Record excerpts below:

//! Schema normalization.
//!
//! Tool parameters only need a coarse type tag, so `OpenAPI` schemas are collapsed into
//! [`SemanticType`]. References are never dereferenced: any `$ref` node is `any`.

use mime::Mime;
use openapiv3::{ParameterSchemaOrContent, ReferenceOr, Schema, SchemaKind, Type};
use serde::{Deserialize, Serialize};
use serde_json::{Value, json};
use std::borrow::Borrow;
use std::fmt;

/// Coarse semantic type of a parameter or return value.
#[derive(Debug, Clone, Copy, PartialEq, Eq, Hash, Serialize, Deserialize)]
#[serde(rename_all = "lowercase")]
pub enum SemanticType {
    String,
    Number,
    Boolean,
    Array,
    Object,
    Binary,
    Any,
}

impl SemanticType {
    #[must_use]
    pub fn as_str(self) -> &'static str {
        match self {
            SemanticType::String => "string",
            SemanticType::Number => "number",
            SemanticType::Boolean => "boolean",
            SemanticType::Array => "array",
            SemanticType::Object => "object",
            SemanticType::Binary => "binary",
            SemanticType::Any => "any",
        }
    }

    /// JSON Schema fragment for this type.
    ///
    /// `binary` and `any` are not JSON Schema types: `binary` becomes a binary-format string and
    /// `any` carries no `type` constraint.
    #[must_use]
    pub fn json_schema(self) -> Value {
        match self {
            SemanticType::Binary => json!({"type": "string", "format": "binary"}),
            SemanticType::Any => json!({}),
            other => json!({"type": other.as_str()}),
        }
    }

    fn from_type_name(name: &str) -> Self {
        match name {
            "integer" | "number" => SemanticType::Number,
            "string" => SemanticType::String,
            "boolean" => SemanticType::Boolean,
            "array" => SemanticType::Array,
            "object" => SemanticType::Object,
            _ => SemanticType::Any,
        }
    }
}

impl fmt::Display for SemanticType {
    fn fmt(&self, f: &mut fmt::Formatter<'_>) -> fmt::Result {
        f.write_str(self.as_str())
    }
}

/// Normalize a schema node that may be a `$ref`.
#[must_use]
pub fn type_of<S: Borrow<Schema>>(schema: &ReferenceOr<S>) -> SemanticType {
    match schema {
        ReferenceOr::Reference { .. } => SemanticType::Any,
        ReferenceOr::Item(s) => kind_of(s.borrow()),
    }
}

/// Normalize an optional schema node; an absent schema is `any`.
#[must_use]
pub fn type_of_opt<S: Borrow<Schema>>(schema: Option<&ReferenceOr<S>>) -> SemanticType {
    schema.map_or(SemanticType::Any, type_of)
}

/// Normalize a parameter's `schema`/`content` slot. Content-described parameters are `any`.
#[must_use]
pub fn type_of_parameter_format(format: &ParameterSchemaOrContent) -> SemanticType {
    match format {
        ParameterSchemaOrContent::Schema(s) => type_of(s),
        ParameterSchemaOrContent::Content(_) => SemanticType::Any,
    }
}

/// Normalize an inline schema.
#[must_use]
pub fn kind_of(schema: &Schema) -> SemanticType {
    match &schema.schema_kind {
        SchemaKind::Type(Type::Integer(_) | Type::Number(_)) => SemanticType::Number,
        SchemaKind::Type(Type::String(_)) => SemanticType::String,
        SchemaKind::Type(Type::Boolean(_)) => SemanticType::Boolean,
        SchemaKind::Type(Type::Array(_)) => SemanticType::Array,
        SchemaKind::Type(Type::Object(_)) => SemanticType::Object,
        // Loosely-shaped schemas still carry their declared `type`, if any.
        SchemaKind::Any(any) => any
            .typ
            .as_deref()
            .map_or(SemanticType::Any, SemanticType::from_type_name),
        SchemaKind::OneOf { .. }
        | SchemaKind::AllOf { .. }
        | SchemaKind::AnyOf { .. }
        | SchemaKind::Not { .. } => SemanticType::Any,
    }
}

/// Whether a media type key (e.g. `image/png`) denotes an image.
#[must_use]
pub fn is_image_media_type(media_type: &str) -> bool {
    media_type
        .parse::<Mime>()
        .is_ok_and(|m| m.type_() == mime::IMAGE)
}

#[cfg(test)]
mod tests {
    use super::*;

    fn schema(yaml: &str) -> ReferenceOr<Schema> {
        serde_yaml::from_str(yaml).expect("valid schema")
    }

    #[test]
    fn integer_and_number_normalize_to_number() {
        assert_eq!(type_of(&schema("type: integer")), SemanticType::Number);
        assert_eq!(type_of(&schema("type: number\nformat: float")), SemanticType::Number);
    }

    #[test]
    fn scalar_and_container_types_keep_their_tag() {
        assert_eq!(type_of(&schema("type: string")), SemanticType::String);
        assert_eq!(type_of(&schema("type: boolean")), SemanticType::Boolean);
        assert_eq!(
            type_of(&schema("type: array\nitems:\n  type: string")),
            SemanticType::Array
        );
        assert_eq!(
            type_of(&schema("type: object\nproperties:\n  id:\n    type: integer")),
            SemanticType::Object
        );
    }

    #[test]
    fn references_are_never_dereferenced() {
        assert_eq!(
            type_of(&schema("$ref: '#/components/schemas/Pet'")),
            SemanticType::Any
        );
    }

    #[test]
    fn absent_or_untyped_schemas_are_any() {
        assert_eq!(type_of_opt::<Schema>(None), SemanticType::Any);
        assert_eq!(type_of(&schema("description: anything goes")), SemanticType::Any);
        assert_eq!(
            type_of(&schema("oneOf:\n  - type: string\n  - type: integer")),
            SemanticType::Any
        );
    }

    #[test]
    fn detects_image_media_types() {
        assert!(is_image_media_type("image/png"));
        assert!(is_image_media_type("image/jpeg"));
        assert!(is_image_media_type("image/svg+xml"));
        assert!(!is_image_media_type("application/json"));
        assert!(!is_image_media_type("not a media type"));
    }

    #[test]
    fn json_schema_rendering_is_json_schema_legal() {
        assert_eq!(SemanticType::Number.json_schema(), json!({"type": "number"}));
        assert_eq!(
            SemanticType::Binary.json_schema(),
            json!({"type": "string", "format": "binary"})
        );
        assert_eq!(SemanticType::Any.json_schema(), json!({}));
    }
}
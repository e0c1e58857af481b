//! HTTP vocabulary shared by the `OpenAPI` → MCP proxy.
//!
//! This crate is intended to be used by:
//! - `openapi-mcp-tools` (catalog build + HTTP execution)
//! - `openapi-mcp-proxy` (tool annotations on `tools/list`)

pub mod headers;
pub mod safety;
pub mod verb;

End of Record excerpts.

**Instructions for the task**: The data above should be copied exactly, with no line omitted.

**Exercise solution**:
//! Schema normalization.
//!
//! Tool parameters only need a coarse type tag, so `OpenAPI` schemas are collapsed into
//! [`SemanticType`]. References are never dereferenced: any `$ref` node is `any`.

use mime::Mime;
use openapiv3::{ParameterSchemaOrContent, ReferenceOr, Schema, SchemaKind, Type};
use serde::{Deserialize, Serialize};
use serde_json::{Value, json};
use std::borrow::Borrow;
use std::fmt;

/// Coarse semantic type of a parameter or return value.
#[derive(Debug, Clone, Copy, PartialEq, Eq, Hash, Serialize, Deserialize)]
#[serde(rename_all = "lowercase")]
pub enum SemanticType {
    String,
    Number,
    Boolean,
    Array,
    Object,
    Binary,
    Any,
}

impl SemanticType {
    #[must_use]
    pub fn as_str(self) -> &'static str {
        match self {
            SemanticType::String => "string",
            SemanticType::Number => "number",
            SemanticType::Boolean => "boolean",
            SemanticType::Array => "array",
            SemanticType::Object => "object",
            SemanticType::Binary => "binary",
            SemanticType::Any => "any",
        }
    }

    /// JSON Schema fragment for this type.
    ///
    /// `binary` and `any` are not JSON Schema types: `binary` becomes a binary-format string and
    /// `any` carries no `type` constraint.
    #[must_use]
    pub fn json_schema(self) -> Value {
        match self {
            SemanticType::Binary => json!({"type": "string", "format": "binary"}),
            SemanticType::Any => json!({}),
            other => json!({"type": other.as_str()}),
        }
    }

    fn from_type_name(name: &str) -> Self {
        match name {
            "integer" | "number" => SemanticType::Number,
            "string" => SemanticType::String,
            "boolean" => SemanticType::Boolean,
            "array" => SemanticType::Array,
            "object" => SemanticType::Object,
            _ => SemanticType::Any,
        }
    }
}

impl fmt::Display for SemanticType {
    fn fmt(&self, f: &mut fmt::Formatter<'_>) -> fmt::Result {
        f.write_str(self.as_str())
    }
}

/// Normalize a schema node that may be a `$ref`.
#[must_use]
pub fn type_of<S: Borrow<Schema>>(schema: &ReferenceOr<S>) -> SemanticType {
    match schema {
        ReferenceOr::Reference { .. } => SemanticType::Any,
        ReferenceOr::Item(s) => kind_of(s.borrow()),
    }
}

/// Normalize an optional schema node; an absent schema is `any`.
#[must_use]
pub fn type_of_opt<S: Borrow<Schema>>(schema: Option<&ReferenceOr<S>>) -> SemanticType {
    schema.map_or(SemanticType::Any, type_of)
}

/// Normalize a parameter's `schema`/`content` slot. Content-described parameters are `any`.
#[must_use]
pub fn type_of_parameter_format(format: &ParameterSchemaOrContent) -> SemanticType {
    match format {
        ParameterSchemaOrContent::Schema(s) => type_of(s),
        ParameterSchemaOrContent::Content(_) => SemanticType::Any,
    }
}

/// Normalize an inline schema.
#[must_use]
pub fn kind_of(schema: &Schema) -> SemanticType {
    match &schema.schema_kind {
        SchemaKind::Type(Type::Integer(_) | Type::Number(_)) => SemanticType::Number,
        SchemaKind::Type(Type::String(_)) => SemanticType::String,
        SchemaKind::Type(Type::Boolean(_)) => SemanticType::Boolean,
        SchemaKind::Type(Type::Array(_)) => SemanticType::Array,
        SchemaKind::Type(Type::Object(_)) => SemanticType::Object,
        // Loosely-shaped schemas still carry their declared `type`, if any.
        SchemaKind::Any(any) => any
            .typ
            .as_deref()
            .map_or(SemanticType::Any, SemanticType::from_type_name),
        SchemaKind::OneOf { .. }
        | SchemaKind::AllOf { .. }
        | SchemaKind::AnyOf { .. }
        | SchemaKind::Not { .. } => SemanticType::Any,
    }
}

/// Whether a media type key (e.g. `image/png`) denotes an image.
#[must_use]
pub fn is_image_media_type(media_type: &str) -> bool {
    media_type
        .parse::<Mime>()
        .is_ok_and(|m| m.type_() == mime::IMAGE)
}

#[cfg(test)]
mod tests {
    use super::*;

    fn schema(yaml: &str) -> ReferenceOr<Schema> {
        serde_yaml::from_str(yaml).expect("valid schema")
    }

    #[test]
    fn integer_and_number_normalize_to_number() {
        assert_eq!(type_of(&schema("type: integer")), SemanticType::Number);
        assert_eq!(type_of(&schema("type: number\nformat: float")), SemanticType::Number);
    }

    #[test]
    fn scalar_and_container_types_keep_their_tag() {
        assert_eq!(type_of(&schema("type: string")), SemanticType::String);
        assert_eq!(type_of(&schema("type: boolean")), SemanticType::Boolean);
        assert_eq!(
            type_of(&schema("type: array\nitems:\n  type: string")),
            SemanticType::Array
        );
        assert_eq!(
            type_of(&schema("type: object\nproperties:\n  id:\n    type: integer")),
            SemanticType::Object
        );
    }

    #[test]
    fn references_are_never_dereferenced() {
        assert_eq!(
            type_of(&schema("$ref: '#/components/schemas/Pet'")),
            SemanticType::Any
        );
    }

    #[test]
    fn absent_or_untyped_schemas_are_any() {
        assert_eq!(type_of_opt::<Schema>(None), SemanticType::Any);
        assert_eq!(type_of(&schema("description: anything goes")), SemanticType::Any);
        assert_eq!(
            type_of(&schema("oneOf:\n  - type: string\n  - type: integer")),
            SemanticType::Any
        );
    }

    #[test]
    fn detects_image_media_types() {
        assert!(is_image_media_type("image/png"));
        assert!(is_image_media_type("image/jpeg"));
        assert!(is_image_media_type("image/svg+xml"));
        assert!(!is_image_media_type("application/json"));
        assert!(!is_image_media_type("not a media type"));
    }

    #[test]
    fn json_schema_rendering_is_json_schema_legal() {
        assert_eq!(SemanticType::Number.json_schema(), json!({"type": "number"}));
        assert_eq!(
            SemanticType::Binary.json_schema(),
            json!({"type": "string", "format": "binary"})
        );
        assert_eq!(SemanticType::Any.json_schema(), json!({}));
    }
}
repository e0c1e58857af481b
//! HTTP vocabulary shared by the `OpenAPI` → MCP proxy.
//!
//! This crate is intended to be used by:
//! - `openapi-mcp-tools` (catalog build + HTTP execution)
//! - `openapi-mcp-proxy` (tool annotations on `tools/list`)

pub mod headers;
pub mod safety;
pub mod verb;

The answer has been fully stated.